1. Con sentenza n. 215/2011 del 05.03.2011, il Tribunale di Trapani, in composizione monocratica, ha rigettato la domanda con cui S.G. e S.R.M., in qualità di genitori esercenti la potestà sulla figlia minore S.C., avevano chiesto il risarcimento dei danni - consistenti in una frattura di due elementi dentari (incisivo centrale superiore destro, frattura bordo incisale incisivo centrale superiore sinistro) - che la bambina aveva riportato intorno al termine dell'ordinario orario delle lezioni, e cioè verso le ore 16,15, del giorno 16.05.2006, ad Erice, mentre si trovava in qualità di alunna della classe V elementare presso l'Istituto "I.S.M. S.S." di Erice. Secondo la ricostruzione dei fatti resa possibile a seguito dell'istruzione probatoria, alla fine dell'attività didattica gli alunni, accompagnati dalla maestra A.D., erano stati condotti nel cortile dell'Istituto per esservi intrattenuti dalle suore che avrebbero provveduto a riconsegnarli ai genitori, nel momento in cui si era verificato il sinistro i bambini della V classe elementare - e, pertanto, anche S.C. - stavano giocando rincorrendo e scalciando una pigna.

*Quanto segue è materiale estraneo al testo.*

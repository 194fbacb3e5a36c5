//! Pre-seed file validation.
//!
//! Caller-side precondition checks, applied before any swarm
//! interaction: media container by file extension and a hard size cap,
//! with a warning past the large-file threshold.

use super::swarm::LocalFile;

/// Containers accepted for shared playback.
pub const SUPPORTED_EXTENSIONS: [&str; 4] = ["mp4", "webm", "ogg", "mkv"];

/// Hard cap on seedable file size: 10 GiB.
pub const MAX_FILE_SIZE: u64 = 10 * 1024 * 1024 * 1024;

/// Warn threshold for large files: 2 GiB.
pub const LARGE_FILE_THRESHOLD: u64 = 2 * 1024 * 1024 * 1024;

/// Rejections from [`validate_video_file`].
#[derive(Debug, thiserror::Error)]
pub enum ValidationError {
    /// The file extension is not a supported media container.
    #[error("unsupported file type '{0}' (expected one of mp4, webm, ogg, mkv)")]
    UnsupportedType(String),

    /// The file exceeds the hard size cap.
    #[error("file is {size} bytes, over the {max} byte limit")]
    TooLarge {
        /// Actual size in bytes.
        size: u64,
        /// The enforced cap in bytes.
        max: u64,
    },
}

/// Check that a file is seedable: supported container, under the cap.
///
/// Files past [`LARGE_FILE_THRESHOLD`] pass with a logged warning.
///
/// # Errors
///
/// Returns [`ValidationError`] for unsupported extensions or oversized
/// files.
pub fn validate_video_file(file: &LocalFile) -> Result<(), ValidationError> {
    let extension = file
        .name
        .rsplit_once('.')
        .map(|(_, ext)| ext.to_ascii_lowercase())
        .unwrap_or_default();
    if !SUPPORTED_EXTENSIONS.contains(&extension.as_str()) {
        return Err(ValidationError::UnsupportedType(extension));
    }

    if file.size > MAX_FILE_SIZE {
        return Err(ValidationError::TooLarge {
            size: file.size,
            max: MAX_FILE_SIZE,
        });
    }
    if file.size >= LARGE_FILE_THRESHOLD {
        tracing::warn!(
            file = %file.name,
            size = file.size,
            "large file: seeding and playback startup may be slow"
        );
    }

    Ok(())
}
//! Participant and video-source types shared across room events.

use serde::{Deserialize, Serialize};

/// Role of a participant within a room.
#[derive(Debug, Clone, Copy, PartialEq, Eq, Default, Serialize, Deserialize)]
#[serde(rename_all = "lowercase")]
pub enum Role {
    /// Room creator; always holds playback control permission.
    Host,
    /// Regular authenticated member.
    #[default]
    Member,
    /// Unauthenticated viewer.
    Guest,
}

impl std::fmt::Display for Role {
    fn fmt(&self, f: &mut std::fmt::Formatter<'_>) -> std::fmt::Result {
        match self {
            Self::Host => write!(f, "host"),
            Self::Member => write!(f, "member"),
            Self::Guest => write!(f, "guest"),
        }
    }
}

/// A member of a room's roster.
///
/// Participants are only ever created from server events; the client
/// never fabricates roster entries on its own. `id` is unique within a
/// room's roster.
#[derive(Debug, Clone, PartialEq, Serialize, Deserialize)]
#[serde(rename_all = "camelCase")]
pub struct Participant {
    /// Server-assigned unique identifier.
    pub id: String,
    /// Display name.
    pub username: String,
    /// Optional avatar reference.
    #[serde(default, skip_serializing_if = "Option::is_none")]
    pub avatar_url: Option<String>,
    /// Whether the participant currently has a live connection.
    #[serde(default = "default_true")]
    pub is_online: bool,
    /// Role within the room.
    #[serde(default)]
    pub role: Role,
    /// Whether this participant may control shared playback.
    #[serde(default)]
    pub has_control_permission: bool,
}

impl Participant {
    /// Whether this participant is the room host.
    #[must_use]
    pub fn is_host(&self) -> bool {
        self.role == Role::Host
    }
}

/// Slim user reference embedded in chat payloads.
#[derive(Debug, Clone, PartialEq, Serialize, Deserialize)]
#[serde(rename_all = "camelCase")]
pub struct UserRef {
    /// Server-assigned unique identifier.
    pub id: String,
    /// Display name.
    pub username: String,
    /// Role within the room.
    #[serde(default)]
    pub role: Role,
    /// Optional avatar reference.
    #[serde(default, skip_serializing_if = "Option::is_none")]
    pub avatar_url: Option<String>,
}

impl UserRef {
    /// Whether this user is the room host.
    #[must_use]
    pub fn is_host(&self) -> bool {
        self.role == Role::Host
    }
}

/// The video currently bound to a room.
#[derive(Debug, Clone, PartialEq, Serialize, Deserialize)]
#[serde(rename_all = "camelCase")]
pub struct VideoSource {
    /// Identifier of the video (server-side catalogue id or swarm hash).
    pub id: String,
    /// Resolvable playback URL, when the source is server-hosted.
    #[serde(default, skip_serializing_if = "Option::is_none")]
    pub url: Option<String>,
    /// Human-readable title.
    #[serde(default, skip_serializing_if = "Option::is_none")]
    pub title: Option<String>,
}

const fn default_true() -> bool {
    true
}
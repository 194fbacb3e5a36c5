//! Room registry and per-room state.
//!
//! Rooms are created on first join and hold the authoritative view the
//! clients mirror: roster, bounded chat history, and playback state.
//! Every mutation broadcasts the corresponding event to all connected
//! participants; playback mutations are gated on the sender's control
//! permission, with a per-sender `error` event on rejection.

use std::collections::{HashMap, VecDeque};
use std::sync::Arc;

use axum::extract::ws::Message;
use tokio::sync::{RwLock, mpsc};

use watchparty_proto::client::ClientEvent;
use watchparty_proto::envelope;
use watchparty_proto::message::HistoryMessage;
use watchparty_proto::server::{
    ChatBroadcastPayload, ErrorPayload, PermissionChangedPayload, RoomInitPayload, ServerEvent,
    UserJoinedPayload, UserLeftPayload, UserStatusPayload, VideoChangedPayload, VideoStatePayload,
};
use watchparty_proto::user::{Participant, Role, UserRef, VideoSource};
use watchparty_proto::video::VideoState;

/// Default bound on per-room chat history.
pub const DEFAULT_HISTORY_CAP: usize = 100;

/// Directory of live rooms, keyed by room code.
pub struct RoomRegistry {
    rooms: RwLock<HashMap<String, Arc<Room>>>,
    history_cap: usize,
}

impl Default for RoomRegistry {
    fn default() -> Self {
        Self::new()
    }
}

impl RoomRegistry {
    /// Creates an empty registry with the default history bound.
    #[must_use]
    pub fn new() -> Self {
        Self::with_history_cap(DEFAULT_HISTORY_CAP)
    }

    /// Creates an empty registry retaining at most `history_cap` chat
    /// messages per room.
    #[must_use]
    pub fn with_history_cap(history_cap: usize) -> Self {
        Self {
            rooms: RwLock::new(HashMap::new()),
            history_cap: history_cap.max(1),
        }
    }

    /// Returns the room for `code`, creating it on first join.
    pub async fn get_or_create(&self, code: &str) -> Arc<Room> {
        let mut rooms = self.rooms.write().await;
        Arc::clone(rooms.entry(code.to_string()).or_insert_with(|| {
            tracing::info!(room = %code, "creating room");
            Arc::new(Room::new(code, self.history_cap))
        }))
    }

    /// Returns the room for `code`, if it exists.
    pub async fn get(&self, code: &str) -> Option<Arc<Room>> {
        self.rooms.read().await.get(code).cloned()
    }

    /// Drops the room when its last participant has left.
    pub async fn remove_if_empty(&self, code: &str) {
        let mut rooms = self.rooms.write().await;
        if let Some(room) = rooms.get(code)
            && room.is_empty().await
        {
            rooms.remove(code);
            tracing::info!(room = %code, "removed empty room");
        }
    }

    /// Number of live rooms.
    pub async fn room_count(&self) -> usize {
        self.rooms.read().await.len()
    }
}

struct Member {
    participant: Participant,
    sender: mpsc::UnboundedSender<Message>,
}

struct RoomInner {
    members: Vec<Member>,
    history: VecDeque<HistoryMessage>,
    video: VideoState,
}

/// One live room: roster, history, authoritative playback state.
pub struct Room {
    code: String,
    history_cap: usize,
    inner: RwLock<RoomInner>,
}

impl Room {
    fn new(code: &str, history_cap: usize) -> Self {
        Self {
            code: code.to_string(),
            history_cap,
            inner: RwLock::new(RoomInner {
                members: Vec::new(),
                history: VecDeque::new(),
                video: VideoState::default(),
            }),
        }
    }

    /// Room code.
    #[must_use]
    pub fn code(&self) -> &str {
        &self.code
    }

    /// Whether the room has no participants.
    pub async fn is_empty(&self) -> bool {
        self.inner.read().await.members.is_empty()
    }

    /// Number of participants.
    pub async fn member_count(&self) -> usize {
        self.inner.read().await.members.len()
    }

    /// Adds a participant and returns their server-assigned identity.
    ///
    /// The first joiner becomes host with control permission. The new
    /// participant receives `room:init`; everyone is told `user:joined`.
    pub async fn join(&self, username: &str, sender: mpsc::UnboundedSender<Message>) -> Participant {
        let mut inner = self.inner.write().await;
        let is_first = inner.members.is_empty();
        let participant = Participant {
            id: uuid::Uuid::now_v7().to_string(),
            username: username.to_string(),
            avatar_url: None,
            is_online: true,
            role: if is_first { Role::Host } else { Role::Member },
            has_control_permission: is_first,
        };
        tracing::info!(
            room = %self.code,
            user = %participant.username,
            id = %participant.id,
            host = is_first,
            "participant joined"
        );

        let init = ServerEvent::RoomInit(RoomInitPayload {
            participants: inner
                .members
                .iter()
                .map(|m| m.participant.clone())
                .chain(std::iter::once(participant.clone()))
                .collect(),
            recent_messages: inner.history.iter().cloned().collect(),
            video_state: Some(inner.video.clone()),
        });
        send_event(&sender, init);

        inner.members.push(Member {
            participant: participant.clone(),
            sender,
        });
        let joined = ServerEvent::UserJoined(UserJoinedPayload {
            user: participant.clone(),
            user_count: inner.members.len(),
        });
        broadcast(&inner.members, &joined);
        participant
    }

    /// Removes a participant, broadcasting `user:left` to the rest.
    pub async fn leave(&self, participant_id: &str) {
        let mut inner = self.inner.write().await;
        let Some(position) = inner
            .members
            .iter()
            .position(|m| m.participant.id == participant_id)
        else {
            return;
        };
        let member = inner.members.remove(position);
        tracing::info!(
            room = %self.code,
            user = %member.participant.username,
            "participant left"
        );
        let left = ServerEvent::UserLeft(UserLeftPayload {
            user_id: member.participant.id,
            username: member.participant.username,
            user_count: inner.members.len(),
        });
        broadcast(&inner.members, &left);
    }

    /// Marks a participant online or offline, broadcasting `user:status`.
    ///
    /// Presence hook for the embedding application (e.g. tab
    /// visibility); the socket lifecycle itself uses join and leave.
    /// Unknown ids are a no-op.
    pub async fn set_online(&self, participant_id: &str, is_online: bool) {
        let mut inner = self.inner.write().await;
        let Some(member) = inner
            .members
            .iter_mut()
            .find(|m| m.participant.id == participant_id)
        else {
            return;
        };
        member.participant.is_online = is_online;
        let status = ServerEvent::UserStatus(UserStatusPayload {
            user_id: participant_id.to_string(),
            is_online,
        });
        broadcast(&inner.members, &status);
    }

    /// Appends a chat message to history and broadcasts it with a
    /// server-assigned id and timestamp.
    pub async fn chat(&self, participant_id: &str, content: &str) {
        let mut inner = self.inner.write().await;
        let Some(user) = inner
            .members
            .iter()
            .find(|m| m.participant.id == participant_id)
            .map(|m| user_ref(&m.participant))
        else {
            return;
        };

        let id = uuid::Uuid::now_v7().to_string();
        let timestamp = envelope::now_millis();
        inner.history.push_back(HistoryMessage {
            id: id.clone(),
            user: user.clone(),
            content: content.to_string(),
            timestamp,
        });
        while inner.history.len() > self.history_cap {
            inner.history.pop_front();
        }

        let broadcast_event = ServerEvent::ChatMessage(ChatBroadcastPayload {
            id: Some(id),
            user,
            message: content.to_string(),
            timestamp,
        });
        broadcast(&inner.members, &broadcast_event);
    }

    /// Applies a playback control from a participant.
    ///
    /// Without control permission the sender gets an `error` event and
    /// the room state is untouched. Otherwise the authoritative state
    /// updates and `video:state` fans out with the actor's id.
    pub async fn video_control(&self, participant_id: &str, event: &ClientEvent) {
        let mut inner = self.inner.write().await;
        if !self.check_permission(&inner, participant_id) {
            return;
        }

        match *event {
            ClientEvent::Play => inner.video.is_playing = true,
            ClientEvent::Pause => inner.video.is_playing = false,
            ClientEvent::Seek { current_time } => inner.video.current_time = current_time,
            ClientEvent::Sync {
                current_time,
                is_playing,
                playback_rate,
            } => {
                inner.video.current_time = current_time;
                inner.video.is_playing = is_playing;
                inner.video.playback_rate = playback_rate;
            }
            ClientEvent::Chat { .. } | ClientEvent::ChangeVideo { .. } => return,
        }

        let state = ServerEvent::VideoState(VideoStatePayload {
            state: inner.video.clone(),
            triggered_by: participant_id.to_string(),
        });
        broadcast(&inner.members, &state);
    }

    /// Switches the room's video, resetting playback state.
    pub async fn change_video(&self, participant_id: &str, video_id: &str) {
        let mut inner = self.inner.write().await;
        if !self.check_permission(&inner, participant_id) {
            return;
        }

        inner.video = VideoState::default();
        tracing::info!(room = %self.code, video = video_id, "video changed");
        let changed = ServerEvent::VideoChanged(VideoChangedPayload {
            video: VideoSource {
                id: video_id.to_string(),
                url: None,
                title: None,
            },
            changed_by: participant_id.to_string(),
        });
        broadcast(&inner.members, &changed);
    }

    /// Grants or revokes a participant's control permission,
    /// broadcasting `permission:changed`.
    pub async fn set_permission(&self, participant_id: &str, allowed: bool) {
        let mut inner = self.inner.write().await;
        let Some(member) = inner
            .members
            .iter_mut()
            .find(|m| m.participant.id == participant_id)
        else {
            return;
        };
        member.participant.has_control_permission = allowed;
        let changed = ServerEvent::PermissionChanged(PermissionChangedPayload {
            user_id: participant_id.to_string(),
            has_control_permission: allowed,
        });
        broadcast(&inner.members, &changed);
    }

    /// Permission gate for playback mutations. Rejections go to the
    /// sender only.
    fn check_permission(&self, inner: &RoomInner, participant_id: &str) -> bool {
        let Some(member) = inner
            .members
            .iter()
            .find(|m| m.participant.id == participant_id)
        else {
            return false;
        };
        if member.participant.has_control_permission {
            return true;
        }
        tracing::debug!(
            room = %self.code,
            user = %member.participant.username,
            "rejected playback control without permission"
        );
        send_event(
            &member.sender,
            ServerEvent::Error(ErrorPayload {
                code: "NO_CONTROL_PERMISSION".to_string(),
                message: "you do not have permission to control playback".to_string(),
            }),
        );
        false
    }
}

fn user_ref(participant: &Participant) -> UserRef {
    UserRef {
        id: participant.id.clone(),
        username: participant.username.clone(),
        role: participant.role,
        avatar_url: participant.avatar_url.clone(),
    }
}

/// Encodes an event and sends it to every member. Send failures are
/// ignored here; the member's connection task notices and leaves.
fn broadcast(members: &[Member], event: &ServerEvent) {
    match event.clone().into_envelope().and_then(|e| envelope::encode(&e)) {
        Ok(text) => {
            for member in members {
                let _ = member.sender.send(Message::Text(text.clone().into()));
            }
        }
        Err(e) => tracing::error!(err = %e, "failed to encode broadcast"),
    }
}

/// Encodes an event and sends it to a single member.
fn send_event(sender: &mpsc::UnboundedSender<Message>, event: ServerEvent) {
    match event.into_envelope().and_then(|e| envelope::encode(&e)) {
        Ok(text) => {
            let _ = sender.send(Message::Text(text.into()));
        }
        Err(e) => tracing::error!(err = %e, "failed to encode event"),
    }
}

A sostegno della decisione il primo giudice ha osservato che la tesi degli attori - secondo cui la minore era stata spinta dal compagno P.V. che ne aveva così provocato la caduta - non aveva trovato, in istruzione, alcuna conferma. L'unico testimone dell'incidente, suor R.C., non era stata infatti in grado di chiarire se la bambina era caduta a causa di un comportamento del citato compagno, pur ricordando che questi stava giocando nel cortile insieme ad altri bambini.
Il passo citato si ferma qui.